* _Work order_:
Nothing below is to be printed except the lines between the line holding "pub fn new(status: u16, body: impl" and the line holding "Replace every occurrence", inclusive, each exactly as it appears.

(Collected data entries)
-----
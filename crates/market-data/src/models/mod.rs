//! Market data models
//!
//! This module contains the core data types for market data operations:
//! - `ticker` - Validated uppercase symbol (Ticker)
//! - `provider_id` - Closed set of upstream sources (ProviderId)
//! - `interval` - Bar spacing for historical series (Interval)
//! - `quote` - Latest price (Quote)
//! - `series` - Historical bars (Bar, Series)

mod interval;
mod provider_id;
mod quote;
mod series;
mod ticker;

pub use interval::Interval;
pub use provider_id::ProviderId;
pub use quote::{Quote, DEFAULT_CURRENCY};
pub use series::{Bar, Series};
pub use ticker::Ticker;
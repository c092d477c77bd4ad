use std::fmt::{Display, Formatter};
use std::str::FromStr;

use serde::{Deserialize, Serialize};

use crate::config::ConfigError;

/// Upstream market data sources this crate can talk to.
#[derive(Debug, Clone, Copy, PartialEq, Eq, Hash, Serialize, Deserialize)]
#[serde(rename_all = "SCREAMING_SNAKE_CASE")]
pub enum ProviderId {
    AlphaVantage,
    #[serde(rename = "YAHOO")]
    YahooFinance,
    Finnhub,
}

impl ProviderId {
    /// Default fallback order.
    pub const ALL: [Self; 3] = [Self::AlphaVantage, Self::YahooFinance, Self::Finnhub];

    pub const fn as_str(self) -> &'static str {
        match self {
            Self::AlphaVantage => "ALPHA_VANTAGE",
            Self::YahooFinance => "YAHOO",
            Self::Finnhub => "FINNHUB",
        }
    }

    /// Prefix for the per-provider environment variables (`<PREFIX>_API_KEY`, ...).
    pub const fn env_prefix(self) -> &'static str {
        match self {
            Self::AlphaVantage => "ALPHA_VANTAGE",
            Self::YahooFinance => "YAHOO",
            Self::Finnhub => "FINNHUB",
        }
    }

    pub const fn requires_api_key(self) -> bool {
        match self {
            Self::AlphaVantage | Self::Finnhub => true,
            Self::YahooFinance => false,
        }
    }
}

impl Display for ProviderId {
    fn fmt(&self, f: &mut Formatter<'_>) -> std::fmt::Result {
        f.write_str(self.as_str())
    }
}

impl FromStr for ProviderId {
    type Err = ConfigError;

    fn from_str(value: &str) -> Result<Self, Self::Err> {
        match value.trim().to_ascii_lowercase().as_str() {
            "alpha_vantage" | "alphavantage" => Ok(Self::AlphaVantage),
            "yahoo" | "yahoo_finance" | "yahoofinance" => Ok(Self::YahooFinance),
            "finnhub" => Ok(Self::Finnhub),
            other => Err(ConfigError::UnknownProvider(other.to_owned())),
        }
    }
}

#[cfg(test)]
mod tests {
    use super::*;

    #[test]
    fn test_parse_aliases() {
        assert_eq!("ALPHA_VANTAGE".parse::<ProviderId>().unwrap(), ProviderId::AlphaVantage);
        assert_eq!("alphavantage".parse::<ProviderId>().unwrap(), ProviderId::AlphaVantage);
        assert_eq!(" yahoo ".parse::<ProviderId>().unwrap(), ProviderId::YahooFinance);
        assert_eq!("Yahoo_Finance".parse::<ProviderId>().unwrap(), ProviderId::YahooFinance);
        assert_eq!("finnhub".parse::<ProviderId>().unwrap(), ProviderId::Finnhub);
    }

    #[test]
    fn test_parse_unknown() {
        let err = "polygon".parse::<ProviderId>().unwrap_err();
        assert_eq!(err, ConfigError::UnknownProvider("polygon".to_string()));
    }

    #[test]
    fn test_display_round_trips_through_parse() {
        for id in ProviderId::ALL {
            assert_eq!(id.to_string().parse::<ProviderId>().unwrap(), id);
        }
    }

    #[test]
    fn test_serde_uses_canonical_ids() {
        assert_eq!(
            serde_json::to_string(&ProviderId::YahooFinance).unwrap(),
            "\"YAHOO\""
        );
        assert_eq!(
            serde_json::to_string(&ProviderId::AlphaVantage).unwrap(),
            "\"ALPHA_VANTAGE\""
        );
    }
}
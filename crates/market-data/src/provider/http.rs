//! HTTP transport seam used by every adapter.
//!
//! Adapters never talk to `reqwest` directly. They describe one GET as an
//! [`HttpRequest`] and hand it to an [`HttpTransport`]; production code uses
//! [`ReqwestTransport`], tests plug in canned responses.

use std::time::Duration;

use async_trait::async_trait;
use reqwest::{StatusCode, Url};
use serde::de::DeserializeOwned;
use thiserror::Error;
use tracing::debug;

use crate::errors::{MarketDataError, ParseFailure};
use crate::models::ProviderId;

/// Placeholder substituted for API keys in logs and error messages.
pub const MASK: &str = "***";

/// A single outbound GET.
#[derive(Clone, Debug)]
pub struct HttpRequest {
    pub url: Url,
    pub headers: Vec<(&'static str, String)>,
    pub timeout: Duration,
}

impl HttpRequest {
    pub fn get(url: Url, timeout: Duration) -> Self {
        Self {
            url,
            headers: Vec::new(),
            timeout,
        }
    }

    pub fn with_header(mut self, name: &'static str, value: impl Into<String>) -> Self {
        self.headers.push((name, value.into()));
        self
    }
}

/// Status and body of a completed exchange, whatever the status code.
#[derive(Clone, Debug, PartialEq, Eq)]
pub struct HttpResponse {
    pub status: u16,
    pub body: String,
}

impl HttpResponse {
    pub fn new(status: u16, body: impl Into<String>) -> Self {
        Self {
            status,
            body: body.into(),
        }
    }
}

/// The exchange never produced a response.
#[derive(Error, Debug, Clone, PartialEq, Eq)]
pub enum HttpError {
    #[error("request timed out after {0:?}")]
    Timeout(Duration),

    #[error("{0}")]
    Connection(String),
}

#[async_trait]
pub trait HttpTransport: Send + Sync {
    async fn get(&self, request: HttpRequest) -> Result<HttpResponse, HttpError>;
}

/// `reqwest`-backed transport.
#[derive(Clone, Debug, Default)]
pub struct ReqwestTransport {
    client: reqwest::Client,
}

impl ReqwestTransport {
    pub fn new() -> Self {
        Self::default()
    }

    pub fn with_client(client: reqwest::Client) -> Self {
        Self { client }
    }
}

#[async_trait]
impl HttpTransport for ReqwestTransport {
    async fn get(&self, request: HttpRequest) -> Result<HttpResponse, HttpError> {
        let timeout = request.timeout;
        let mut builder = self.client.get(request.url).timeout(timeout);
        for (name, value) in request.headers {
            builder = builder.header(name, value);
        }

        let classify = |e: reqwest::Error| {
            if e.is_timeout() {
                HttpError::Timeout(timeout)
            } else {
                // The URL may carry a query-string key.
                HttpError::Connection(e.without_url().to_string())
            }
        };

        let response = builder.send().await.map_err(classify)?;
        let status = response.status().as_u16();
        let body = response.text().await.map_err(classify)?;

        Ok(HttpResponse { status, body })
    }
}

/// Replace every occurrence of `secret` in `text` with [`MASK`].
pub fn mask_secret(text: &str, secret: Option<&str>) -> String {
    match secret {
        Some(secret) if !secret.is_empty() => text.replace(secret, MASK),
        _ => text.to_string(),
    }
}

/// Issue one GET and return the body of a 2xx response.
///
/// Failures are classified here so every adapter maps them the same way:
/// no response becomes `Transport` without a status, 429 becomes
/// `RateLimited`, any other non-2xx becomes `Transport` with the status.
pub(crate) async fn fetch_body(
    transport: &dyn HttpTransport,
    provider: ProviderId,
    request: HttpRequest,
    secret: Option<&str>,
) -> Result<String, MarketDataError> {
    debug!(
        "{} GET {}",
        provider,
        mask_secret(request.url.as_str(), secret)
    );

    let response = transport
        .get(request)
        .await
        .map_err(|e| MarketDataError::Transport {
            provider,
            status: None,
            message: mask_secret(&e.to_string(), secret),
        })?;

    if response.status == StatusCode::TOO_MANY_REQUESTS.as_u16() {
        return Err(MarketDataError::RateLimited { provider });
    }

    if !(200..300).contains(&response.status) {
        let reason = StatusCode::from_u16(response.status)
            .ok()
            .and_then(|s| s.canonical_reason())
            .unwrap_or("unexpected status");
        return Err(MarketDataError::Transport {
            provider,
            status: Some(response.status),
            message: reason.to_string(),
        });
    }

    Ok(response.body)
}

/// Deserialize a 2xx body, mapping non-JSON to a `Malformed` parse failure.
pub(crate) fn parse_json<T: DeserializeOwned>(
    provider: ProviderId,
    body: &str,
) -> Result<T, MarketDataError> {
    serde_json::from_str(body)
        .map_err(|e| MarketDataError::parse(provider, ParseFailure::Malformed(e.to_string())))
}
-----
* _Your response_:
    pub fn new(status: u16, body: impl Into<String>) -> Self {
        Self {
            status,
            body: body.into(),
        }
    }
}

/// The exchange never produced a response.
#[derive(Error, Debug, Clone, PartialEq, Eq)]
pub enum HttpError {
    #[error("request timed out after {0:?}")]
    Timeout(Duration),

    #[error("{0}")]
    Connection(String),
}

#[async_trait]
pub trait HttpTransport: Send + Sync {
    async fn get(&self, request: HttpRequest) -> Result<HttpResponse, HttpError>;
}

/// `reqwest`-backed transport.
#[derive(Clone, Debug, Default)]
pub struct ReqwestTransport {
    client: reqwest::Client,
}

impl ReqwestTransport {
    pub fn new() -> Self {
        Self::default()
    }

    pub fn with_client(client: reqwest::Client) -> Self {
        Self { client }
    }
}

#[async_trait]
impl HttpTransport for ReqwestTransport {
    async fn get(&self, request: HttpRequest) -> Result<HttpResponse, HttpError> {
        let timeout = request.timeout;
        let mut builder = self.client.get(request.url).timeout(timeout);
        for (name, value) in request.headers {
            builder = builder.header(name, value);
        }

        let classify = |e: reqwest::Error| {
            if e.is_timeout() {
                HttpError::Timeout(timeout)
            } else {
                // The URL may carry a query-string key.
                HttpError::Connection(e.without_url().to_string())
            }
        };

        let response = builder.send().await.map_err(classify)?;
        let status = response.status().as_u16();
        let body = response.text().await.map_err(classify)?;

        Ok(HttpResponse { status, body })
    }
}

/// Replace every occurrence of `secret` in `text` with [`MASK`].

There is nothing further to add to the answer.